◆ **What is expected**
Please copy each line of the listing that includes the string "before".

◆ **Supplied data**
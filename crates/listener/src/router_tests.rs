use std::path::Path;
use std::sync::Arc;

use axum::body::{to_bytes, Body};
use axum::http::{Request, StatusCode};
use deploy::{
    sign, BranchName, CommandRunner, ExecutionMode, Registry, RepositoryConfig, RepositoryId,
    Secret, StatusStore, SIGNATURE_HEADER,
};
use runner::ShellCommandRunner;
use serde_json::Value;
use store::JsonFileStatusStore;
use tempfile::TempDir;
use tower::ServiceExt;

use super::*;

// Appends one line per run so tests can count executor invocations.
const RECORD_RUN: &str = "echo run >> runs.log";

const MAIN_PUSH: &str = r#"{"ref":"refs/heads/main","after":"5f1c2a"}"#;

struct Harness {
    dir: TempDir,
    app: Router,
    deployer: Deployer,
}

impl Harness {
    async fn new(mode: ExecutionMode, command: &str) -> Self {
        let dir = tempfile::tempdir().unwrap();
        let deployer = restore(dir.path(), &["app"], mode, command).await;
        Self {
            app: router(deployer.clone()),
            dir,
            deployer,
        }
    }

    fn runs(&self) -> usize {
        std::fs::read_to_string(self.dir.path().join("runs.log"))
            .map(|log| log.lines().count())
            .unwrap_or(0)
    }

    async fn send(&self, request: Request<Body>) -> (StatusCode, String) {
        send(&self.app, request).await
    }

    async fn status_json(&self) -> Value {
        let (code, body) = self.send(get("/status.json")).await;
        assert_eq!(code, StatusCode::OK);
        serde_json::from_str(&body).unwrap()
    }
}

async fn restore(dir: &Path, ids: &[&str], mode: ExecutionMode, command: &str) -> Deployer {
    let registry = Registry::new(ids.iter().map(|raw| RepositoryConfig {
        id: RepositoryId::new(*raw).unwrap(),
        secret: Secret::new("s"),
        working_dir: dir.to_path_buf(),
        command: command.to_string(),
        branch: BranchName::default(),
    }));
    let store = JsonFileStatusStore::new(dir.join("status.json"));
    Deployer::restore(
        Arc::new(registry),
        Arc::new(store) as Arc<dyn StatusStore>,
        Arc::new(ShellCommandRunner::new()) as Arc<dyn CommandRunner>,
        mode,
    )
    .await
}

async fn send(app: &Router, request: Request<Body>) -> (StatusCode, String) {
    let response = app.clone().oneshot(request).await.unwrap();
    let code = response.status();
    let bytes = to_bytes(response.into_body(), usize::MAX).await.unwrap();
    (code, String::from_utf8(bytes.to_vec()).unwrap())
}

fn get(uri: &str) -> Request<Body> {
    request("GET", uri, Body::empty())
}

fn request(method: &str, uri: &str, body: Body) -> Request<Body> {
    Request::builder()
        .method(method)
        .uri(uri)
        .body(body)
        .unwrap()
}

fn signed_post(uri: &str, body: &str) -> Request<Body> {
    post_with_signature(uri, body, Some(&sign(body.as_bytes(), &Secret::new("s"))))
}

fn post_with_signature(uri: &str, body: &str, signature: Option<&str>) -> Request<Body> {
    let mut builder = Request::builder()
        .method("POST")
        .uri(uri)
        .header("content-type", "application/json");
    if let Some(signature) = signature {
        builder = builder.header(SIGNATURE_HEADER, signature);
    }
    builder.body(Body::from(body.to_string())).unwrap()
}

// ---------------------------------------------------------------------------
// Webhook deliveries
// ---------------------------------------------------------------------------

#[tokio::test]
async fn test_signed_push_to_main_deploys_once() {
    let harness = Harness::new(ExecutionMode::Sync, RECORD_RUN).await;

    let (code, body) = harness.send(signed_post("/app", MAIN_PUSH)).await;

    assert_eq!(code, StatusCode::OK);
    let body: Value = serde_json::from_str(&body).unwrap();
    assert_eq!(body["status"], "deployed");
    assert!(body["runId"].is_string());
    assert_eq!(harness.runs(), 1);
}

#[tokio::test]
async fn test_known_signature_for_empty_object_is_accepted() {
    let harness = Harness::new(ExecutionMode::Sync, RECORD_RUN).await;
    let expected = "sha256=143ca8d517ba1b181025d732b1cf275d90104fca57bb02a565542978aa18c4b6";

    let (code, _) = harness
        .send(post_with_signature("/app", "{}", Some(expected)))
        .await;

    assert_eq!(code, StatusCode::OK);
    assert_eq!(harness.runs(), 1);
}

#[tokio::test]
async fn test_bad_or_missing_signature_is_forbidden_without_side_effects() {
    let harness = Harness::new(ExecutionMode::Sync, RECORD_RUN).await;
    let wrong = sign(b"{}", &Secret::new("guess"));

    for signature in [None, Some("sha256=deadbeef"), Some("garbage"), Some(wrong.as_str())] {
        let (code, body) = harness
            .send(post_with_signature("/app", "{}", signature))
            .await;
        assert_eq!(code, StatusCode::FORBIDDEN, "signature {signature:?}");
        assert_eq!(body, r#"{"error":"forbidden"}"#);
    }

    assert_eq!(harness.runs(), 0);
    assert_eq!(harness.status_json().await, serde_json::json!({}));
}

#[tokio::test]
async fn test_push_to_other_branch_is_acknowledged_and_ignored() {
    let harness = Harness::new(ExecutionMode::Sync, RECORD_RUN).await;

    let (code, body) = harness
        .send(signed_post("/app", r#"{"ref":"refs/heads/dev"}"#))
        .await;

    assert_eq!(code, StatusCode::OK);
    assert_eq!(body, r#"{"status":"ignored"}"#);
    assert_eq!(harness.runs(), 0);
    assert_eq!(harness.status_json().await, serde_json::json!({}));
}

#[tokio::test]
async fn test_unknown_repository_is_not_found() {
    let harness = Harness::new(ExecutionMode::Sync, RECORD_RUN).await;

    let (code, _) = harness.send(signed_post("/other", MAIN_PUSH)).await;

    assert_eq!(code, StatusCode::NOT_FOUND);
    assert_eq!(harness.runs(), 0);
}

#[tokio::test]
async fn test_signed_invalid_json_is_a_bad_request() {
    let harness = Harness::new(ExecutionMode::Sync, RECORD_RUN).await;

    for body in ["{\"ref\":", r#"{"ref":["refs/heads/main"]}"#] {
        let (code, response) = harness.send(signed_post("/app", body)).await;
        assert_eq!(code, StatusCode::BAD_REQUEST, "body {body}");
        assert_eq!(response, r#"{"error":"invalid payload"}"#);
    }
    assert_eq!(harness.runs(), 0);
}

#[tokio::test]
async fn test_oversized_body_is_rejected() {
    let harness = Harness::new(ExecutionMode::Sync, RECORD_RUN).await;
    let huge = format!(r#"{{"ref":"refs/heads/main","pad":"{}"}}"#, "x".repeat(MAX_BODY_BYTES));

    let (code, _) = harness.send(signed_post("/app", &huge)).await;

    assert_eq!(code, StatusCode::PAYLOAD_TOO_LARGE);
    assert_eq!(harness.runs(), 0);
}

#[tokio::test]
async fn test_failed_command_returns_500_in_sync_mode() {
    let harness = Harness::new(ExecutionMode::Sync, "echo run >> runs.log; exit 3").await;

    let (code, body) = harness.send(signed_post("/app", MAIN_PUSH)).await;

    assert_eq!(code, StatusCode::INTERNAL_SERVER_ERROR);
    assert_eq!(serde_json::from_str::<Value>(&body).unwrap()["status"], "failed");

    let status = harness.status_json().await;
    assert_eq!(status["app"]["lastExitCode"], 3);
    assert_eq!(status["app"]["lastError"], deploy::FAILURE_MARKER);
    assert_eq!(status["app"]["lastSuccess"], Value::Null);
}

#[tokio::test]
async fn test_async_mode_accepts_then_records_the_result() {
    let harness = Harness::new(ExecutionMode::Async, RECORD_RUN).await;

    let (code, body) = harness.send(signed_post("/app", MAIN_PUSH)).await;
    assert_eq!(code, StatusCode::ACCEPTED);
    assert_eq!(serde_json::from_str::<Value>(&body).unwrap()["status"], "accepted");

    harness.deployer.drain().await;

    assert_eq!(harness.runs(), 1);
    let status = harness.status_json().await;
    assert_eq!(status["app"]["lastExitCode"], 0);
    assert!(status["app"]["lastSuccess"].is_string());
    assert_eq!(status["app"]["lastError"], Value::Null);
}

// ---------------------------------------------------------------------------
// Routing
// ---------------------------------------------------------------------------

#[tokio::test]
async fn test_informational_paths_need_no_signature() {
    let harness = Harness::new(ExecutionMode::Sync, RECORD_RUN).await;

    for uri in ["/", "/index.html"] {
        let (code, body) = harness.send(get(uri)).await;
        assert_eq!(code, StatusCode::OK, "GET {uri}");
        assert!(body.contains("<td>app</td>"));
    }
    assert_eq!(harness.send(get("/healthz")).await, (StatusCode::OK, "ok".to_string()));
}

#[tokio::test]
async fn test_other_gets_are_not_found() {
    let harness = Harness::new(ExecutionMode::Sync, RECORD_RUN).await;

    for uri in ["/app", "/missing", "/a/b/c"] {
        let (code, _) = harness.send(get(uri)).await;
        assert_eq!(code, StatusCode::NOT_FOUND, "GET {uri}");
    }
}

#[tokio::test]
async fn test_posts_to_informational_paths_are_unknown_repositories() {
    let harness = Harness::new(ExecutionMode::Sync, RECORD_RUN).await;

    for uri in ["/status.json", "/", "/a/b"] {
        let (code, _) = harness.send(signed_post(uri, MAIN_PUSH)).await;
        assert_eq!(code, StatusCode::NOT_FOUND, "POST {uri}");
    }
}

#[tokio::test]
async fn test_other_methods_are_not_allowed() {
    let harness = Harness::new(ExecutionMode::Sync, RECORD_RUN).await;

    for (method, uri) in [("PUT", "/app"), ("DELETE", "/"), ("PATCH", "/status.json"), ("PUT", "/a/b")] {
        let (code, _) = harness.send(request(method, uri, Body::empty())).await;
        assert_eq!(code, StatusCode::METHOD_NOT_ALLOWED, "{method} {uri}");
    }
    assert_eq!(harness.runs(), 0);
}

// ---------------------------------------------------------------------------
// Restart
// ---------------------------------------------------------------------------

#[tokio::test]
async fn test_restart_reproduces_status_for_registered_repositories() {
    let harness = Harness::new(ExecutionMode::Sync, RECORD_RUN).await;
    harness.send(signed_post("/app", MAIN_PUSH)).await;
    let before = harness.status_json().await;
    assert!(before["app"]["lastSuccess"].is_string());

    let restarted = restore(harness.dir.path(), &["app"], ExecutionMode::Sync, RECORD_RUN).await;
    let (_, after) = send(&router(restarted), get("/status.json")).await;

    assert_eq!(serde_json::from_str::<Value>(&after).unwrap(), before);
}

#[tokio::test]
async fn test_restart_drops_repositories_removed_from_the_registry() {
    let harness = Harness::new(ExecutionMode::Sync, RECORD_RUN).await;
    harness.send(signed_post("/app", MAIN_PUSH)).await;

    let restarted = restore(harness.dir.path(), &["web"], ExecutionMode::Sync, RECORD_RUN).await;
    let (_, after) = send(&router(restarted), get("/status.json")).await;

    assert_eq!(serde_json::from_str::<Value>(&after).unwrap(), serde_json::json!({}));
}

#[tokio::test]
async fn test_corrupt_status_file_starts_fresh() {
    let dir = tempfile::tempdir().unwrap();
    std::fs::write(dir.path().join("status.json"), "not json at all").unwrap();

    let deployer = restore(dir.path(), &["app"], ExecutionMode::Sync, RECORD_RUN).await;
    let (code, body) = send(&router(deployer), get("/status.json")).await;

    assert_eq!(code, StatusCode::OK);
    assert_eq!(body, "{}");
}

◆ **Answer**
    let before = harness.status_json().await;
    assert!(before["app"]["lastSuccess"].is_string());
    assert_eq!(serde_json::from_str::<Value>(&after).unwrap(), before);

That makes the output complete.